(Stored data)
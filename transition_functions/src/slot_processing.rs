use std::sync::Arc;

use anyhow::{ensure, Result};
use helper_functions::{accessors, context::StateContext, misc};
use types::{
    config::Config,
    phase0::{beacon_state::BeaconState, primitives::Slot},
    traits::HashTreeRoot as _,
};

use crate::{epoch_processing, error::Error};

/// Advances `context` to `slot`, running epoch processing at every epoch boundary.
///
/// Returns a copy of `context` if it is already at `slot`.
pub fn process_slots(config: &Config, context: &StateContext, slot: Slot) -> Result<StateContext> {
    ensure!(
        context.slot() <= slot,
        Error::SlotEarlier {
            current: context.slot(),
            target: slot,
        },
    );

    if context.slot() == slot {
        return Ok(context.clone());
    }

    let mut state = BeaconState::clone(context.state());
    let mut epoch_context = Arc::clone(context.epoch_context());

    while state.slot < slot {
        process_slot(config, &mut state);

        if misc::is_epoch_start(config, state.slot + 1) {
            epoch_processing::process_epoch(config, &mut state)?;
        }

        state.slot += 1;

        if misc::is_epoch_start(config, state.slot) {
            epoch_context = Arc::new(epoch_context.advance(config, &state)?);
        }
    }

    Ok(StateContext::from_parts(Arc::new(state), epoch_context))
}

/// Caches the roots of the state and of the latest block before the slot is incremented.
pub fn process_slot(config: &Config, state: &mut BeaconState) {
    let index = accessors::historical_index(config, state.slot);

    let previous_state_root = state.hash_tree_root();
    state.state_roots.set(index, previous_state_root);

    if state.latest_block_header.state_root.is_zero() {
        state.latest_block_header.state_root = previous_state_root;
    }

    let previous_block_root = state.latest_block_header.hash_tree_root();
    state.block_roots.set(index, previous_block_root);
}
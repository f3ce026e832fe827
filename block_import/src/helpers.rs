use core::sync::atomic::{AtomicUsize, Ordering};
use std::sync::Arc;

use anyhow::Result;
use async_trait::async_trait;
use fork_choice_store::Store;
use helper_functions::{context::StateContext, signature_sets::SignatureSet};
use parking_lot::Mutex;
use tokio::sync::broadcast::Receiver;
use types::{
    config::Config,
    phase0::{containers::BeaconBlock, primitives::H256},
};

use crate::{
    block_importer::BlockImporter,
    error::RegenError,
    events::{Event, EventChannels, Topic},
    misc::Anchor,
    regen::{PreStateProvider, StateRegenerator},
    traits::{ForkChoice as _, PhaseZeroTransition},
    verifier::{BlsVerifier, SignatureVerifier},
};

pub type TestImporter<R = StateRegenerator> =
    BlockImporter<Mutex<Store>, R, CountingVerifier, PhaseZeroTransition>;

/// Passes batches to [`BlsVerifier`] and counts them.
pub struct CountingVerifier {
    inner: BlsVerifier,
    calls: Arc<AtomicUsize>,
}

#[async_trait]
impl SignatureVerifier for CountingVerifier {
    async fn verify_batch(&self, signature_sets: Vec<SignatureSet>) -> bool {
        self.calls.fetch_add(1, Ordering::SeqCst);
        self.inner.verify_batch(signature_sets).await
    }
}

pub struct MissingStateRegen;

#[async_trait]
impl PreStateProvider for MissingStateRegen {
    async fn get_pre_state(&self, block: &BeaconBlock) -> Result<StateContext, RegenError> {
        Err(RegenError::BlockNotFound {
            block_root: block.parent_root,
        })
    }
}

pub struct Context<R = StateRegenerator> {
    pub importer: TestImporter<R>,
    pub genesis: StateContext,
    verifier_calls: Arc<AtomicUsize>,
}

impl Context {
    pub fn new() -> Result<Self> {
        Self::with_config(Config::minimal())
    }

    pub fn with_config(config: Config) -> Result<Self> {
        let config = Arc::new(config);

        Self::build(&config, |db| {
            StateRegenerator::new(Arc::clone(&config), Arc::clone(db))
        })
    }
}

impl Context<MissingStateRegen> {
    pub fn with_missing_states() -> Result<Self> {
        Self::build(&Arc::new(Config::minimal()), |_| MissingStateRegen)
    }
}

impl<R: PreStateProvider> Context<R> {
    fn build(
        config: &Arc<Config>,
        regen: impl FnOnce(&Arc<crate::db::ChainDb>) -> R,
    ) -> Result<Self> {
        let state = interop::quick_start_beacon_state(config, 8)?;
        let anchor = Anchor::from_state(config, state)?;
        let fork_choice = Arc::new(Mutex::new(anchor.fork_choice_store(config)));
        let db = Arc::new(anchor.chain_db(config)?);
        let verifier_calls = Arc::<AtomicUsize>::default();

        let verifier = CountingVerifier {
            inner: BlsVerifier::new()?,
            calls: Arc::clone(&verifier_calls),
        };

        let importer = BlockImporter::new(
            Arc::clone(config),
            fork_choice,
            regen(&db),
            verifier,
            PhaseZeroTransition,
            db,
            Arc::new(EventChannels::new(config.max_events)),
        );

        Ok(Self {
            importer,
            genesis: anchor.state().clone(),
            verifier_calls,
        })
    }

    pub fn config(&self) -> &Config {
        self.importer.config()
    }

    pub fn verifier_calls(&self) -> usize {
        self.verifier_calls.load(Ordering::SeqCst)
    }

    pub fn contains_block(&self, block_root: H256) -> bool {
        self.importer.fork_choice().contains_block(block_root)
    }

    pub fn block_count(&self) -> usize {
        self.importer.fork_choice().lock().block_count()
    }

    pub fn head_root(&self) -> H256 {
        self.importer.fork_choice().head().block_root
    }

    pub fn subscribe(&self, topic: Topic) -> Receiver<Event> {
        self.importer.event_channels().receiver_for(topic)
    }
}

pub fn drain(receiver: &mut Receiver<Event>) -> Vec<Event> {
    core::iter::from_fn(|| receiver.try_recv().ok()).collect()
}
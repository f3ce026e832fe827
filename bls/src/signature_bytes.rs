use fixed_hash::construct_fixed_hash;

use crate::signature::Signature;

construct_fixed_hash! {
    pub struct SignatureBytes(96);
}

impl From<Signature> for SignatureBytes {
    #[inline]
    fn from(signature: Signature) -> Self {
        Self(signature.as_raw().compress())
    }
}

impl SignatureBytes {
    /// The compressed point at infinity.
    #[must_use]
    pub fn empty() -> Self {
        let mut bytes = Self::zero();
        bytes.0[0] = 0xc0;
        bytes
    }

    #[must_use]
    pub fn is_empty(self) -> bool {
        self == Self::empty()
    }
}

→ **Instructions for the task**
Reproduce only the lines above, starting at the line with "pub fn with_missing_states()" and ending at the line with "pub fn subscribe(&self, topic: Topic)", exactly as written.

→ **Result of the exercise**
    pub fn with_missing_states() -> Result<Self> {
        Self::build(&Arc::new(Config::minimal()), |_| MissingStateRegen)
    }
}

impl<R: PreStateProvider> Context<R> {
    fn build(
        config: &Arc<Config>,
        regen: impl FnOnce(&Arc<crate::db::ChainDb>) -> R,
    ) -> Result<Self> {
        let state = interop::quick_start_beacon_state(config, 8)?;
        let anchor = Anchor::from_state(config, state)?;
        let fork_choice = Arc::new(Mutex::new(anchor.fork_choice_store(config)));
        let db = Arc::new(anchor.chain_db(config)?);
        let verifier_calls = Arc::<AtomicUsize>::default();

        let verifier = CountingVerifier {
            inner: BlsVerifier::new()?,
            calls: Arc::clone(&verifier_calls),
        };

        let importer = BlockImporter::new(
            Arc::clone(config),
            fork_choice,
            regen(&db),
            verifier,
            PhaseZeroTransition,
            db,
            Arc::new(EventChannels::new(config.max_events)),
        );

        Ok(Self {
            importer,
            genesis: anchor.state().clone(),
            verifier_calls,
        })
    }

    pub fn config(&self) -> &Config {
        self.importer.config()
    }

    pub fn verifier_calls(&self) -> usize {
        self.verifier_calls.load(Ordering::SeqCst)
    }

    pub fn contains_block(&self, block_root: H256) -> bool {
        self.importer.fork_choice().contains_block(block_root)
    }

    pub fn block_count(&self) -> usize {
        self.importer.fork_choice().lock().block_count()
    }

    pub fn head_root(&self) -> H256 {
        self.importer.fork_choice().head().block_root
    }

    pub fn subscribe(&self, topic: Topic) -> Receiver<Event> {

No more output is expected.